Similarly, how can a counselor claim to be able to provide full and competent services when her attitude toward gays dictates an unsympathetic, hostile and scientifically discredited point of view?

There is a way, actually: Keaton could, theoretically, counsel individuals with issues related to their sexual orientation according to accepted counseling standards, ignoring her own beliefs and not involving them in her counseling approach at all, just as lawyers ethically and competently advise and represent individuals whose objectives and character the lawyers themselves find misguided or reprehensible. For example, the California Bar determined that a tax attorney could personally believe that the income tax was unconstitutional and even run an organization dedicated to convincing citizens to refuse to pay the I.R.S., as long as she didn’t carry those beliefs into her work for tax clients. Keeton refuses to do that, however. She continues to apply her religious hostility to gays in her relationships with those she counsels.

The fact that she has a right to her religious beliefs and to speak about them when and where she chooses does not mean that she can do this in every profession under the sun, just as the “unidexter,” as Moore’s character called himself, couldn’t rationally be indignant that his handicap disqualified him to emulate Johnny Weissmuller. In short, she is not being mistreated. A hostile attitude toward homosexuality may be justified by the Word of God, or it may be ignorant bigotry, but whatever it is, it is out of place in the psychological counseling of gay men and women.  Keeton’s plight is similar to that of the Christian pharmacist who wants to withhold birth control from single women and a refuse to sell condoms to gay men. The short and correct response to his conflicting aspiration is: “Sorry. Find another line of work.”

This is not discrimination, but rather the application of practical reality. Keeton can’t be a competent counselor if she insists on telling gays that they are sinners, perverts, and going to Hell unless they straighten up. She isn’t being discriminated against. Her objective is unreasonable, and what she wants to do will cause tangible harm.

But cheer up, Jennifer! The one-legged actor had plenty of good options: he could play Long John Silver, for example. You can go to work for Rick Santorum. Counseling, however, is out.

Post Script: This story caused me to think about my law school room mate—call him Lex— during my first year, one of the more unusual people I have ever known. Lex was handsome, charismatic, funny, athletic, generous, popular, and an unrepentant homophobe, racist and anti-Semite. He also was candid and adamant about the reasons for his beliefs…to trusted friends, and those who were not black, Asian, gay or Jewish. Yet he never exhibited any bias in his conduct, and when he died suddenly in his second year of law school, many of the classmates who traveled from D.C. to Philadelphia for his funeral were members of the very groups he derided in conversations with me. These people considered my roommate a good friend, and had no knowledge of his prejudices.

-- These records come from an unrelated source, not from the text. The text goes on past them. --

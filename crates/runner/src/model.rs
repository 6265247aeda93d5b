//! Model capability traits
//!
//! A model is anything the runner can initialize, probe with a forward
//! pass, restore parameters into, and ask for predictions. Which concrete
//! model a session uses is decided by the [`ModelFactory`] handed to the
//! runner at construction, never by the runner itself.

use common::error::Result;
use common::params::ParameterStore;
use common::tensor::Tensor;

use config::RunConfig;

/// A model the inference runner can drive
pub trait Model {
    /// Result type produced by [`Model::infer`]
    type Output;

    /// Readies any model-level execution state before the first forward pass
    fn initialize(&mut self) -> Result<()>;

    /// Runs one forward pass
    ///
    /// The runner calls this once with a zero-valued input of the test
    /// data's shape and `training == false` to force parameter allocation;
    /// implementations that allocate lazily must have all parameters
    /// registered in [`Model::parameters`] after this call returns.
    fn forward(&mut self, input: &Tensor, training: bool) -> Result<Tensor>;

    /// Runs the model's inference entry point on prepared data
    fn infer(&mut self, data: &Tensor) -> Result<Self::Output>;

    /// Returns the model's named parameters
    fn parameters(&self) -> &ParameterStore;

    /// Returns the model's named parameters for checkpoint restore
    fn parameters_mut(&mut self) -> &mut ParameterStore;
}

/// Builds the model a session runs, from the session's configuration
pub trait ModelFactory {
    /// Model type this factory produces
    type Model: Model;

    /// Constructs one fresh model instance
    fn create(&self, config: &RunConfig) -> Result<Self::Model>;
}

impl<M, F> ModelFactory for F
where
    M: Model,
    F: Fn(&RunConfig) -> Result<M>,
{
    type Model = M;

    fn create(&self, config: &RunConfig) -> Result<M> {
        self(config)
    }
}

I asked him once about this, and Lex answered, “Why does this puzzle you? Jesus taught the Golden Rule. Being black or Jewish doesn’t exempt someone from being treated fairly, respectfully and with kindness—that’s how I want them to treat me. Besides, just because I think the members of a group or race in general are inferior doesn’t mean that I shouldn’t judge every individual on his own character and conduct.” That was my friend Lex—the ethical bigot. And he made me realize that we shouldn’t judge people on their beliefs, but only their conduct to the outside world. The inside of our heads can be a strange and ugly places, but it is what the rest of our bodies do that matters.

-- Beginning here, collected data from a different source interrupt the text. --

//! Reference linear model
//!
//! A single affine layer that allocates its parameters lazily on the first
//! forward pass, from the input's feature dimension. It exists to exercise
//! the whole pipeline end to end: the runner's shape probe makes the
//! parameters addressable, checkpoint restore overwrites them, and `infer`
//! maps a rank-2 batch to predictions.

use tracing::debug;

use common::error::{Error, Result};
use common::params::ParameterStore;
use common::tensor::Tensor;

use config::RunConfig;

use crate::model::Model;

const WEIGHT: &str = "weight";
const BIAS: &str = "bias";

/// Default scale for random weight initialization
const INIT_SCALE: f32 = 0.05;

/// Affine model `y = x W + b` over a rank-2 input batch
pub struct LinearModel {
    output_dim: usize,
    input_dim: Option<usize>,
    params: ParameterStore,
    initialized: bool,
}

impl LinearModel {
    /// Creates a model from run configuration
    ///
    /// Reads the `output_dim` hyperparameter, defaulting to 1.
    pub fn from_config(config: &RunConfig) -> Result<Self> {
        let output_dim = config.get_usize("output_dim").unwrap_or(1);
        if output_dim == 0 {
            return Err(Error::Config("output_dim must be positive".into()));
        }
        Ok(Self::with_output_dim(output_dim))
    }

    /// Creates a model with an explicit output dimension
    pub fn with_output_dim(output_dim: usize) -> Self {
        Self {
            output_dim,
            input_dim: None,
            params: ParameterStore::new(),
            initialized: false,
        }
    }

    /// Allocates weight and bias from the input's feature dimension
    fn build(&mut self, input_dim: usize) {
        debug!(input_dim, output_dim = self.output_dim, "allocating parameters");
        self.params.insert(
            WEIGHT,
            Tensor::random(&[input_dim, self.output_dim], INIT_SCALE),
        );
        self.params.insert(BIAS, Tensor::zeros(&[self.output_dim]));
        self.input_dim = Some(input_dim);
    }
}

impl Model for LinearModel {
    type Output = Tensor;

    fn initialize(&mut self) -> Result<()> {
        self.initialized = true;
        Ok(())
    }

    fn forward(&mut self, input: &Tensor, _training: bool) -> Result<Tensor> {
        if !self.initialized {
            return Err(Error::Model("forward called before initialize".into()));
        }
        if input.rank() != 2 {
            return Err(Error::Shape(format!(
                "expected a rank-2 batch, got shape {:?}",
                input.shape()
            )));
        }

        let (batch, features) = (input.shape()[0], input.shape()[1]);
        if self.input_dim.is_none() {
            self.build(features);
        }
        let input_dim = self.input_dim.unwrap_or(features);
        if features != input_dim {
            return Err(Error::Shape(format!(
                "input has {} features, model was built for {}",
                features, input_dim
            )));
        }

        let weight = self
            .params
            .get(WEIGHT)
            .ok_or_else(|| Error::Model("weight parameter missing".into()))?;
        let bias = self
            .params
            .get(BIAS)
            .ok_or_else(|| Error::Model("bias parameter missing".into()))?;

        let mut out = vec![0.0f32; batch * self.output_dim];
        let x = input.as_slice();
        let w = weight.as_slice();
        let b = bias.as_slice();
        for row in 0..batch {
            for col in 0..self.output_dim {
                let mut acc = b[col];
                for k in 0..input_dim {
                    acc += x[row * input_dim + k] * w[k * self.output_dim + col];
                }
                out[row * self.output_dim + col] = acc;
            }
        }

        Tensor::from_vec(&[batch, self.output_dim], out)
    }

    fn infer(&mut self, data: &Tensor) -> Result<Tensor> {
        self.forward(data, false)
            .map_err(|e| Error::Inference(e.to_string()))
    }

    fn parameters(&self) -> &ParameterStore {
        &self.params
    }

    fn parameters_mut(&mut self) -> &mut ParameterStore {
        &mut self.params
    }
}
//! Configuration for the Model Zoo inference runner
//!
//! This crate provides the process-wide flag surface and the run
//! configuration loader that turns parsed flags into the immutable
//! settings a single inference session consumes.

pub mod flags;
pub mod run;

// Re-export commonly used types
pub use flags::Flags;
pub use run::{load_config, RunConfig};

_________________________________________

Facts: Augusta Chronicle

Source: The Blaze

Graphic: Strange Cosmos

Ethics Alarms attempts to give proper attribution and credit to all sources of facts, analysis and other assistance that go into its blog posts. If you are aware of one I missed, or believe your own work was used in any way without proper attribution, please contact me, Jack Marshall, at  jamproethics@verizon.net.

23 Comments

Filed under Business & Commercial, Character, Gender and Sex, Health and Medicine, Law & Law Enforcement, Professions, Religion and Philosophy, U.S. Society

23 responses to “The Homophobic Counselor, the Ethical Bigot, and the One-Legged Tarzan

  1. Your conclusion is the reason I read and admire your blog, even though I often disagree with you. You’ve educated, opened and changed my mind. Thanks.
    ~CR

  2. Inquiring Mind

    I think the bigger ethical lapse is on the part of the university.

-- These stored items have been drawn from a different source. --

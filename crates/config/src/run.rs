//! Run configuration
//!
//! This module turns the parsed flag set into the immutable configuration
//! object one inference session consumes: the checkpoint location plus an
//! opaque map of model-specific hyperparameters.

use std::collections::HashMap;
use std::fs;
use std::path::{Path, PathBuf};

use serde_json::Value;
use tracing::debug;

use common::error::{Error, Result};

use crate::flags::Flags;

/// Immutable configuration for a single inference run
#[derive(Debug, Clone)]
pub struct RunConfig {
    checkpoint_dir: PathBuf,
    checkpoint_name: String,
    hyperparameters: HashMap<String, Value>,
}

impl RunConfig {
    /// Returns the directory checkpoints are restored from
    pub fn checkpoint_dir(&self) -> &Path {
        &self.checkpoint_dir
    }

    /// Returns the checkpoint file name
    pub fn checkpoint_name(&self) -> &str {
        &self.checkpoint_name
    }

    /// Gets a hyperparameter as a `usize`
    pub fn get_usize(&self, name: &str) -> Option<usize> {
        self.hyperparameters
            .get(name)
            .and_then(Value::as_u64)
            .map(|v| v as usize)
    }

    /// Gets a hyperparameter as an `f64`
    pub fn get_f64(&self, name: &str) -> Option<f64> {
        self.hyperparameters.get(name).and_then(Value::as_f64)
    }

    /// Gets a hyperparameter as a string slice
    pub fn get_str(&self, name: &str) -> Option<&str> {
        self.hyperparameters.get(name).and_then(Value::as_str)
    }

    /// Gets a hyperparameter as a `bool`
    pub fn get_bool(&self, name: &str) -> Option<bool> {
        self.hyperparameters.get(name).and_then(Value::as_bool)
    }

    /// Returns the number of hyperparameters
    pub fn hyperparameter_count(&self) -> usize {
        self.hyperparameters.len()
    }
}

/// Loads the run configuration from a parsed flag set
///
/// Reads the optional hyperparameter file named by `--config`; the file
/// must hold a single JSON object. Missing or malformed input surfaces as
/// a configuration error.
pub fn load_config(flags: &Flags) -> Result<RunConfig> {
    if flags.checkpoint_name.trim().is_empty() {
        return Err(Error::Config("checkpoint_name must not be empty".into()));
    }

    let hyperparameters = match &flags.config {
        Some(path) => read_hyperparameters(path)?,
        None => HashMap::new(),
    };

    debug!(
        checkpoint_dir = %flags.checkpoint_dir.display(),
        checkpoint_name = %flags.checkpoint_name,
        hyperparameters = hyperparameters.len(),
        "loaded run configuration"
    );

    Ok(RunConfig {
        checkpoint_dir: flags.checkpoint_dir.clone(),
        checkpoint_name: flags.checkpoint_name.clone(),
        hyperparameters,
    })
}

fn read_hyperparameters(path: &Path) -> Result<HashMap<String, Value>> {
    let raw = fs::read_to_string(path).map_err(|e| {
        Error::Config(format!(
            "failed to read hyperparameter file {:?}: {}",
            path, e
        ))
    })?;

    let value: Value = serde_json::from_str(&raw).map_err(|e| {
        Error::Config(format!(
            "failed to parse hyperparameter file {:?}: {}",
            path, e
        ))
    })?;

    match value {
        Value::Object(map) => Ok(map.into_iter().collect()),
        other => Err(Error::Config(format!(
            "hyperparameter file {:?} must hold a JSON object, got {}",
            path, other
        ))),
    }
}

#[cfg(test)]
mod tests {
    use super::*;
    use clap::Parser;
    use std::io::Write;

    #[test]
    fn test_load_config_defaults() {
        let flags = Flags::parse_from(["model-zoo"]);
        let config = load_config(&flags).unwrap();

        assert_eq!(config.checkpoint_dir(), Path::new("checkpoints"));
        assert_eq!(config.checkpoint_name(), "model.ckpt");
        assert_eq!(config.hyperparameter_count(), 0);
    }

    #[test]
    fn test_load_config_rejects_empty_checkpoint_name() {
        let mut flags = Flags::parse_from(["model-zoo"]);
        flags.checkpoint_name = "  ".into();

        let err = load_config(&flags).unwrap_err();
        assert!(err.is_config());
    }

    #[test]
    fn test_load_config_reads_hyperparameter_file() {
        let dir = tempfile::tempdir().unwrap();
        let path = dir.path().join("hparams.json");
        let mut file = fs::File::create(&path).unwrap();
        write!(file, r#"{{"output_dim": 4, "scale": 0.5, "name": "demo"}}"#).unwrap();

        let mut flags = Flags::parse_from(["model-zoo"]);
        flags.config = Some(path);

        let config = load_config(&flags).unwrap();
        assert_eq!(config.get_usize("output_dim"), Some(4));
        assert_eq!(config.get_f64("scale"), Some(0.5));
        assert_eq!(config.get_str("name"), Some("demo"));
        assert_eq!(config.get_bool("missing"), None);
    }

    #[test]
    fn test_load_config_rejects_non_object_file() {
        let dir = tempfile::tempdir().unwrap();
        let path = dir.path().join("hparams.json");
        fs::write(&path, "[1, 2, 3]").unwrap();

        let mut flags = Flags::parse_from(["model-zoo"]);
        flags.config = Some(path);

        let err = load_config(&flags).unwrap_err();
        assert!(err.is_config());
    }

    #[test]
    fn test_load_config_rejects_missing_file() {
        let mut flags = Flags::parse_from(["model-zoo"]);
        flags.config = Some(PathBuf::from("/nonexistent/hparams.json"));

        let err = load_config(&flags).unwrap_err();
        assert!(err.is_config());
    }
}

    The “proof” – if you want to call it that – simply consists of the fact that Jennifer Keeton is a devout Christian, and not shy about explaining her beliefs as they pertain to this issue. There is no indication of hostility towards homosexuals as people, or any evidence of bigotry other than she doesn’t buy into the worldview expressed by the professors. That alone is not sufficient – and quite frankly, I think a good look at the 6th Circuit’s ruling in the case of Julea Ward (another Christian student facing similar expulsion for her beliefs) is in order. The opinion pointed out that tolerance is a two-way street.

    In essence, Augusta State University is hanging out a sign saying, “Christians need not apply” to become guidance counselors. What is to say that there may not be devout Christians who may have same-sex attraction, but who have decided that they want to abide by the tenets of their religion?

    Is it ethical to instead have a counselor tell them to turn their back on their religious heritage, and likely split up a family emotionally (which could happen in the case of a teenager)? Give people the option of deciding how to handle balancing their religious beliefs and their sexual orientation.

    The fact remains that freedom means people will have beliefs that others might profoundly disagree with. But when such a profound disagreement closes off an entire career line, then those doing the closing off are engaging in conduct that is not exactly ethical. Jennifer Keeton was expelled because she was Christian, with no proof that she would be incompetent as a counselor.

    Are we now to accept that bigotry against Christians is okay in the name of gay rights? We just traded one unethical course of action for another, albeit the new unethical course of action is politically correct and accepted among the academic, legal, and media elites.

    Sorry, but I don’t think that is a good thing. We just traded one bad thing for something just as bad.

    • Michael Ejercito

      That alone is not sufficient – and quite frankly, I think a good look at the 6th Circuit’s ruling in the case of Julea Ward (another Christian student facing similar expulsion for her beliefs) is in order. The opinion pointed out that tolerance is a two-way street.

      The Ward ruling in fact pointed out very significant differences between the two cases.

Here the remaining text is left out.